Nachdem Balder dank seiner Mutter Frigg durch nichts verletzt
werden kann, machen sich einige Götter ab und zu den Spaß, ihn mit allerlei todbringenden
Gegenständen zu bewerfen und Balder macht mit. Da Loki dessen
Perfektheit nicht ausstehen kann, schleicht er sich eines Abends verwandelt in Friggs
heitere Damentratschrunde ein und erfährt, dass die Mistel keinen Schwur geleistet habe, Balder
nichts anzutun.

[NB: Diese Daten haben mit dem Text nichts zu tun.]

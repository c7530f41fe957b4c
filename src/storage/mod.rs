pub mod backend;
pub mod blob_store;
pub mod lister;
pub mod local;
pub mod memory;
pub mod metadata;
pub mod object;

pub use backend::*;
pub use blob_store::BlobStore;
pub use lister::{ListEntry, ListOptions, ListPage};
pub use local::LocalStorage;
pub use memory::MemoryStorage;
pub use metadata::*;
pub use object::*;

Kurzerhand schnappt er sich eine, schnitzt daraus einen Pfeil und überredet bei der nächsten
Werft-etwas-auf-Balder-Partie den blinden Gott Hödur, der nur daneben
steht und sich langweilt, mitzumachen und jubelt ihm die Mistel unter. Dieser verfehlt sein Ziel nicht, da
Loki ihn leitet und Balder stürzt tot zu Boden. Alle sind außer sich,
besonders Frigg und sie bittet Hermod nach Helheim zu reiten und um
Balders Wiederbelebung zu bitten. Währenddessen wird er auf einem Schiff bestattet, welches so
groß ist, dass die Asen es nicht zu Wasser lassen können, weshalb eine Riesin
darum gebeten wird, welche in Scharen der Bestattung beiwohnen. Sie schafft es mit Leichtigkeit, was Thor
erzürnt, da er sich als der Kräftigste wähnt, weshalb er mit seinem Hammer auf sie losgehen will, um die Ordnung wieder
herzustellen, was die anderen aber verhindern. Balders Frau Nanna hält das alles nicht mehr aus,
stirbt und wird – von den Anwesenden nicht wirklich beachtet – gleich mitverbrannt. Zu guter Letzt tritt
Thor noch einen Zwerg in die Flammen, der ihm im Weg gestanden war und
besänftigt so seinen Grimm. Als Hermod zurückkehrt, berichtet er, dass Helheim Balder
entlassen werde, wenn jedes Lebewesen in Yggdrasil um ihn trauere, was alle auch offenkundig tun.
Nur die Riesin Thökk, in welche Loki sich verwandelt hat, um dem Schicksal
seinen Lauf zu lassen, trauert nicht, weshalb Balder in Helheim bleiben muss.